Wednesday, November 3, 2021

States should base reservation policies on data, not political expediency Shri Radhe Shri Radhe Shri Radhe Shri Radhe Shri Radhe Shri Radhe Shri Radhe Shri Radhe Shri Radhe.

An exclusive internal quota for a single caste group was always fraught with the danger of judicial invalidation. It is no surprise, therefore, that the Madras High Court has struck down the Tamil Nadu law that earmarked 10.5% of seats in educational institutions and jobs for the Vanniyakula Kshatriya community and its sub-castes. The court’s foremost reason is that the State Assembly lacked the legislative competence to enact the law in February 2021, at a time when the Constitution 102nd Amendment, conferring exclusive power to identify backward classes on the President, was in force. That the Constitution 105th Amendment subsequently restored the States’ powers to identify backward classes was not deemed relevant as, on the date of the enactment, the Assembly had been denuded of such power.

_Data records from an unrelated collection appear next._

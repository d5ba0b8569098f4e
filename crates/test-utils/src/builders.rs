#![allow(dead_code)]

use std::collections::BTreeMap;

use pipedag::config::{
    ConfigFile, PoolConfig, RawConfigFile, RetryConfig, SelectionConfig, TaskConfig,
};

/// Builder for `ConfigFile` to simplify test setup.
pub struct ConfigFileBuilder {
    config: RawConfigFile,
}

impl ConfigFileBuilder {
    pub fn new() -> Self {
        Self {
            config: RawConfigFile {
                pool: BTreeMap::new(),
                task: BTreeMap::new(),
                selection: BTreeMap::new(),
            },
        }
    }

    pub fn with_task(mut self, name: &str, task: TaskConfig) -> Self {
        self.config.task.insert(name.to_string(), task);
        self
    }

    pub fn with_pool(mut self, name: &str, capacity: usize) -> Self {
        self.config
            .pool
            .insert(name.to_string(), PoolConfig { capacity });
        self
    }

    pub fn with_selection(mut self, name: &str, tasks: &[&str]) -> Self {
        self.config.selection.insert(
            name.to_string(),
            SelectionConfig {
                tasks: tasks.iter().map(|s| s.to_string()).collect(),
            },
        );
        self
    }

    pub fn build(self) -> ConfigFile {
        ConfigFile::try_from(self.config).expect("Failed to build valid config from builder")
    }

    /// Raw, unvalidated config for tests that exercise validation itself.
    pub fn build_raw(self) -> RawConfigFile {
        self.config
    }
}

impl Default for ConfigFileBuilder {
    fn default() -> Self {
        Self::new()
    }
}

/// Builder for `TaskConfig`.
pub struct TaskConfigBuilder {
    task: TaskConfig,
}

impl TaskConfigBuilder {
    pub fn new(cmd: &str) -> Self {
        Self {
            task: TaskConfig {
                cmd: cmd.to_string(),
                deps: vec![],
                pool: None,
                retry: None,
            },
        }
    }

    pub fn dep(mut self, dep: &str) -> Self {
        self.task.deps.push(dep.to_string());
        self
    }

    pub fn pool(mut self, name: &str) -> Self {
        self.task.pool = Some(name.to_string());
        self
    }

    pub fn retry(mut self, max_attempts: u32, delay_ms: u64) -> Self {
        self.task.retry = Some(RetryConfig {
            max_attempts,
            delay_ms,
            factor: 1.0,
            max_delay_ms: 60_000,
        });
        self
    }

    pub fn build(self) -> TaskConfig {
        self.task
    }
}
// src/config/loader.rs

use std::fs;
use std::path::{Path, PathBuf};

use crate::config::model::{ConfigFile, RawConfigFile};
use crate::errors::Result;

/// Load a configuration file from a given path and return the raw
/// [`RawConfigFile`].
///
/// This only performs TOML deserialization; it does **not** perform semantic
/// validation (dependency references, pool capacities, cycles). Use
/// [`load_and_validate`] for that.
pub fn load_from_path(path: impl AsRef<Path>) -> Result<RawConfigFile> {
    let path = path.as_ref();
    let contents = fs::read_to_string(path)?;

    let config: RawConfigFile = toml::from_str(&contents)?;

    Ok(config)
}

/// Load a configuration file from path and run semantic validation.
///
/// This is the recommended entry point for the rest of the application:
///
/// - Reads TOML.
/// - Applies defaults (handled by `serde` + `Default` impls).
/// - Checks for:
///   - unknown `deps` and `pool` references,
///   - self-dependencies and dependency cycles,
///   - pool capacities and retry policy sanity,
///   - unknown task names in `[selection.*]`.
pub fn load_and_validate(path: impl AsRef<Path>) -> Result<ConfigFile> {
    let raw_config = load_from_path(&path)?;
    let config = ConfigFile::try_from(raw_config)?;
    Ok(config)
}

/// Default config path: `Pipedag.toml` in the current working directory.
pub fn default_config_path() -> PathBuf {
    PathBuf::from("Pipedag.toml")
}
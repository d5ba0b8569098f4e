// src/main.rs

use pipedag::store::RunStatus;
use pipedag::{cli, logging, run};

#[tokio::main]
async fn main() {
    let args = cli::parse();

    if let Err(err) = logging::init_logging(args.log_level) {
        eprintln!("pipedag error: {err:?}");
        std::process::exit(1);
    }

    match run(args).await {
        Ok(RunStatus::Succeeded) => {}
        Ok(RunStatus::Failed) => std::process::exit(1),
        Err(err) => {
            eprintln!("pipedag error: {err:?}");
            std::process::exit(2);
        }
    }
}
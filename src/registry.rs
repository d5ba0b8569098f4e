// src/registry.rs

//! Explicit task registry.
//!
//! Tasks are registered one by one (or in bulk from a validated config),
//! then the registry is frozen exactly once before planning. Freezing
//! checks that every dependency name resolves to a registered task, so a
//! bad reference fails fast instead of surfacing mid-run. Registration
//! order is preserved; the planner uses it as a deterministic tie-break.

use std::collections::HashMap;

use crate::config::model::ConfigFile;
use crate::engine::TaskName;
use crate::errors::{PipelineError, Result};
use crate::retry::RetryPolicy;

/// A named, retryable unit of work with declared dependencies.
#[derive(Debug, Clone)]
pub struct Task {
    pub name: TaskName,
    /// Shell command executed when the task runs.
    pub cmd: String,
    /// Names of tasks that must succeed before this one starts.
    pub deps: Vec<TaskName>,
    /// Optional concurrency pool tag.
    pub pool: Option<String>,
    /// Optional retry policy; tasks without one get a single attempt.
    pub retry: Option<RetryPolicy>,
}

/// Mutable registry populated before a run is planned.
#[derive(Debug, Default)]
pub struct TaskRegistry {
    order: Vec<TaskName>,
    tasks: HashMap<TaskName, Task>,
}

impl TaskRegistry {
    pub fn new() -> Self {
        Self::default()
    }

    /// Register a task. Fails if the name is already taken.
    pub fn register(&mut self, task: Task) -> Result<()> {
        if self.tasks.contains_key(&task.name) {
            return Err(PipelineError::DuplicateTask(task.name.clone()));
        }
        self.order.push(task.name.clone());
        self.tasks.insert(task.name.clone(), task);
        Ok(())
    }

    /// Look up a registered task by name.
    pub fn get(&self, name: &str) -> Result<&Task> {
        self.tasks
            .get(name)
            .ok_or_else(|| PipelineError::UnknownTask(name.to_string()))
    }

    pub fn len(&self) -> usize {
        self.order.len()
    }

    pub fn is_empty(&self) -> bool {
        self.order.is_empty()
    }

    /// Validate dependency references and produce an immutable registry.
    ///
    /// After this point no further registration is possible; planning and
    /// execution only ever see a [`FrozenRegistry`].
    pub fn freeze(self) -> Result<FrozenRegistry> {
        for task in self.order.iter().filter_map(|name| self.tasks.get(name)) {
            for dep in task.deps.iter() {
                if dep == &task.name {
                    return Err(PipelineError::Config(format!(
                        "task '{}' cannot depend on itself",
                        task.name
                    )));
                }
                if !self.tasks.contains_key(dep) {
                    return Err(PipelineError::UnknownTask(dep.clone()));
                }
            }
        }

        let index = self
            .order
            .iter()
            .enumerate()
            .map(|(i, name)| (name.clone(), i))
            .collect();

        Ok(FrozenRegistry {
            order: self.order,
            tasks: self.tasks,
            index,
        })
    }
}

/// Immutable, validated registry shared by planner and executor.
#[derive(Debug)]
pub struct FrozenRegistry {
    order: Vec<TaskName>,
    tasks: HashMap<TaskName, Task>,
    index: HashMap<TaskName, usize>,
}

impl FrozenRegistry {
    /// Build a registry from a validated [`ConfigFile`] and freeze it.
    ///
    /// Config task tables are sorted by name, so registration order is the
    /// name order of the file's `[task.*]` sections.
    pub fn from_config(cfg: &ConfigFile) -> Result<Self> {
        let mut registry = TaskRegistry::new();

        for (name, tc) in cfg.task.iter() {
            registry.register(Task {
                name: name.clone(),
                cmd: tc.cmd.clone(),
                deps: tc.deps.clone(),
                pool: tc.pool.clone(),
                retry: tc.retry_policy(),
            })?;
        }

        registry.freeze()
    }

    pub fn get(&self, name: &str) -> Result<&Task> {
        self.tasks
            .get(name)
            .ok_or_else(|| PipelineError::UnknownTask(name.to_string()))
    }

    pub fn contains(&self, name: &str) -> bool {
        self.tasks.contains_key(name)
    }

    /// Task names in registration order.
    pub fn names(&self) -> impl Iterator<Item = &str> {
        self.order.iter().map(|s| s.as_str())
    }

    /// Tasks in registration order.
    pub fn iter(&self) -> impl Iterator<Item = &Task> {
        self.order.iter().filter_map(|name| self.tasks.get(name))
    }

    /// Position of a task in registration order.
    pub fn registration_index(&self, name: &str) -> Option<usize> {
        self.index.get(name).copied()
    }

    pub fn len(&self) -> usize {
        self.order.len()
    }

    pub fn is_empty(&self) -> bool {
        self.order.is_empty()
    }
}
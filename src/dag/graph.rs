// src/dag/graph.rs

use std::collections::HashMap;

use crate::registry::FrozenRegistry;

/// Internal node structure: stores immediate deps and dependents.
#[derive(Debug, Clone)]
struct DagNode {
    /// Direct dependencies: tasks that must succeed before this one can run.
    deps: Vec<String>,
    /// Direct dependents: tasks that depend on this one.
    dependents: Vec<String>,
}

/// Simple in-memory DAG representation keyed by task name.
///
/// This is intentionally lightweight; the registry has already validated
/// that every dependency reference resolves, so here we just keep adjacency
/// information for planning, skip propagation, and diagnostics.
#[derive(Debug, Clone)]
pub struct DagGraph {
    nodes: HashMap<String, DagNode>,
}

impl DagGraph {
    /// Build a DAG from a [`FrozenRegistry`].
    pub fn from_registry(registry: &FrozenRegistry) -> Self {
        let mut nodes: HashMap<String, DagNode> = HashMap::new();

        // First pass: create nodes with their dependency lists.
        for task in registry.iter() {
            nodes.insert(
                task.name.clone(),
                DagNode {
                    deps: task.deps.clone(),
                    dependents: Vec::new(),
                },
            );
        }

        // Second pass: populate dependents based on deps.
        let task_names: Vec<String> = nodes.keys().cloned().collect();
        for task_name in task_names {
            // clone to avoid borrowing issues while mutating
            let deps = nodes
                .get(&task_name)
                .map(|n| n.deps.clone())
                .unwrap_or_default();

            for dep in deps {
                if let Some(dep_node) = nodes.get_mut(&dep) {
                    dep_node.dependents.push(task_name.clone());
                }
            }
        }

        Self { nodes }
    }

    /// Return all task names.
    pub fn tasks(&self) -> impl Iterator<Item = &str> {
        self.nodes.keys().map(|s| s.as_str())
    }

    /// Immediate dependencies of a task (the tasks listed in its `deps`).
    pub fn dependencies_of(&self, name: &str) -> &[String] {
        self.nodes
            .get(name)
            .map(|n| n.deps.as_slice())
            .unwrap_or(&[])
    }

    /// Immediate dependents of a task (tasks that list this one in their `deps`).
    pub fn dependents_of(&self, name: &str) -> &[String] {
        self.nodes
            .get(name)
            .map(|n| n.dependents.as_slice())
            .unwrap_or(&[])
    }
}
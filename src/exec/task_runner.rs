// src/exec/task_runner.rs

//! Individual task execution: pool slot, attempt loop, process handling.

use std::process::Stdio;
use std::sync::Arc;
use std::time::SystemTime;

use anyhow::Context;
use tokio::io::{AsyncBufReadExt, BufReader};
use tokio::process::Command;
use tokio::sync::mpsc;
use tracing::{debug, info, warn};

use crate::engine::{DispatchTask, RunEvent, TaskOutcome};
use crate::errors::PipelineError;
use crate::exec::pools::PoolManager;

/// How many trailing stderr lines are kept as the failure detail.
const STDERR_TAIL_LINES: usize = 20;

/// Run a single task to a terminal outcome and emit a `TaskCompleted` event.
///
/// The pool slot is acquired once, held across the whole attempt loop
/// (retries do not re-acquire), and released when this function returns.
pub async fn run_task(
    task: DispatchTask,
    pools: Arc<PoolManager>,
    runtime_tx: mpsc::Sender<RunEvent>,
) {
    let _permit = match pools.acquire(task.pool.as_deref()).await {
        Ok(permit) => permit,
        Err(err) => {
            // Misconfigured pool reference; the task cannot run at all.
            let now = SystemTime::now();
            let _ = runtime_tx
                .send(RunEvent::TaskCompleted {
                    task: task.name.clone(),
                    outcome: TaskOutcome::Failed {
                        exit_code: -1,
                        detail: err.to_string(),
                    },
                    attempts: 0,
                    started_at: now,
                    finished_at: now,
                })
                .await;
            return;
        }
    };

    let policy = task.retry.unwrap_or_default();
    let started_at = SystemTime::now();
    let mut attempt: u32 = 1;

    let outcome = loop {
        match run_attempt(&task, attempt).await {
            Ok(()) => break TaskOutcome::Success,
            Err(failure) => {
                if policy.attempts_remain(attempt) {
                    let delay = policy.delay_for(attempt);
                    warn!(
                        task = %task.name,
                        attempt,
                        max_attempts = policy.max_attempts,
                        delay_ms = delay.as_millis() as u64,
                        "attempt failed; retrying after delay"
                    );
                    tokio::time::sleep(delay).await;
                    attempt += 1;
                } else {
                    break TaskOutcome::Failed {
                        exit_code: failure.exit_code,
                        detail: failure.detail,
                    };
                }
            }
        }
    };

    let finished_at = SystemTime::now();
    let _ = runtime_tx
        .send(RunEvent::TaskCompleted {
            task: task.name.clone(),
            outcome,
            attempts: attempt,
            started_at,
            finished_at,
        })
        .await;
    // Pool permit drops here, after the terminal outcome.
}

/// A single failed attempt: the exit code and captured error detail.
struct AttemptFailure {
    exit_code: i32,
    detail: String,
}

/// Run one attempt of the task's command.
async fn run_attempt(task: &DispatchTask, attempt: u32) -> Result<(), AttemptFailure> {
    info!(
        task = %task.name,
        attempt,
        cmd = %task.cmd,
        "starting task process"
    );

    match run_process(task).await {
        Ok(ProcessOutput {
            exit_code,
            success: true,
            ..
        }) => {
            info!(task = %task.name, attempt, exit_code, "task process exited successfully");
            Ok(())
        }
        Ok(ProcessOutput {
            exit_code,
            stderr_tail,
            ..
        }) => {
            warn!(task = %task.name, attempt, exit_code, "task process failed");
            Err(AttemptFailure {
                exit_code,
                detail: stderr_tail,
            })
        }
        Err(err) => {
            let wrapped = PipelineError::TaskExecution {
                task: task.name.clone(),
                detail: format!("{err:#}"),
            };
            warn!(task = %task.name, attempt, error = %wrapped, "task process could not run");
            Err(AttemptFailure {
                exit_code: -1,
                detail: wrapped.to_string(),
            })
        }
    }
}

struct ProcessOutput {
    success: bool,
    exit_code: i32,
    stderr_tail: String,
}

/// Spawn the shell process, stream its output, and wait for exit.
async fn run_process(task: &DispatchTask) -> anyhow::Result<ProcessOutput> {
    // Build a shell command appropriate for the platform.
    let mut cmd = if cfg!(windows) {
        let mut c = Command::new("cmd");
        c.arg("/C").arg(&task.cmd);
        c
    } else {
        let mut c = Command::new("sh");
        c.arg("-c").arg(&task.cmd);
        c
    };

    cmd.stdout(Stdio::piped())
        .stderr(Stdio::piped())
        .kill_on_drop(true);

    let mut child = cmd
        .spawn()
        .with_context(|| format!("spawning process for task '{}'", task.name))?;

    // Stream stdout at debug so task output stays visible in logs.
    if let Some(stdout) = child.stdout.take() {
        let task_name = task.name.clone();
        tokio::spawn(async move {
            let reader = BufReader::new(stdout);
            let mut lines = reader.lines();

            while let Ok(Some(line)) = lines.next_line().await {
                debug!(task = %task_name, "stdout: {}", line);
            }
        });
    }

    // Consume stderr fully, keeping the tail as failure detail.
    let stderr_handle = child.stderr.take().map(|stderr| {
        let task_name = task.name.clone();
        tokio::spawn(async move {
            let reader = BufReader::new(stderr);
            let mut lines = reader.lines();
            let mut tail: Vec<String> = Vec::new();

            while let Ok(Some(line)) = lines.next_line().await {
                debug!(task = %task_name, "stderr: {}", line);
                if tail.len() == STDERR_TAIL_LINES {
                    tail.remove(0);
                }
                tail.push(line);
            }

            tail.join("\n")
        })
    });

    let status = child
        .wait()
        .await
        .with_context(|| format!("waiting for process of task '{}'", task.name))?;

    let stderr_tail = match stderr_handle {
        Some(handle) => handle.await.unwrap_or_default(),
        None => String::new(),
    };

    Ok(ProcessOutput {
        success: status.success(),
        exit_code: status.code().unwrap_or(-1),
        stderr_tail,
    })
}
// src/cli.rs

//! CLI argument parsing using `clap`.

use clap::{Parser, ValueEnum};

/// Command-line arguments for `pipedag`.
#[derive(Debug, Clone, Parser)]
#[command(
    name = "pipedag",
    version,
    about = "Run data pipeline tasks in dependency order with retries and resource pools.",
    long_about = None
)]
pub struct CliArgs {
    /// Path to the config file (TOML).
    ///
    /// Default: `Pipedag.toml` in the current working directory.
    #[arg(long, value_name = "PATH", default_value = "Pipedag.toml")]
    pub config: String,

    /// Task to run, including its transitive dependencies. May be repeated.
    ///
    /// With no `--select` (and no `--job`), every task in the config runs.
    #[arg(long, value_name = "NAME")]
    pub select: Vec<String>,

    /// Named selection from `[selection.<name>]` to run as a job.
    #[arg(long, value_name = "NAME", conflicts_with = "select")]
    pub job: Option<String>,

    /// Parse + validate, print the resolved plan, but don't execute anything.
    #[arg(long)]
    pub dry_run: bool,

    /// Logging level (error, warn, info, debug, trace).
    ///
    /// If omitted, `PIPEDAG_LOG` or a default level will be used.
    #[arg(long, value_enum, value_name = "LEVEL")]
    pub log_level: Option<LogLevel>,
}

/// Log level as exposed on the CLI.
#[derive(Debug, Copy, Clone, ValueEnum)]
pub enum LogLevel {
    Error,
    Warn,
    Info,
    Debug,
    Trace,
}

/// Convenience wrapper around `CliArgs::parse()`.
pub fn parse() -> CliArgs {
    CliArgs::parse()
}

The Bench of Justices M. Duraiswamy and K. Murali Shankar, also ruled that identifying one caste as a separate group for creating an exclusive quota, without any quantifiable data on its backwardness relative to others, amounted to giving reservation solely on the basis of caste and, therefore, impermissible under the Constitution. Further, it noted that the remaining 115 castes under the ‘MBC and Denotified Communities’ category were forced to share the remaining 9.5% (in two groups with 2.5% and 7%, respectively) of what used to be a 20% MBC/DNC quota. This amounted to discrimination.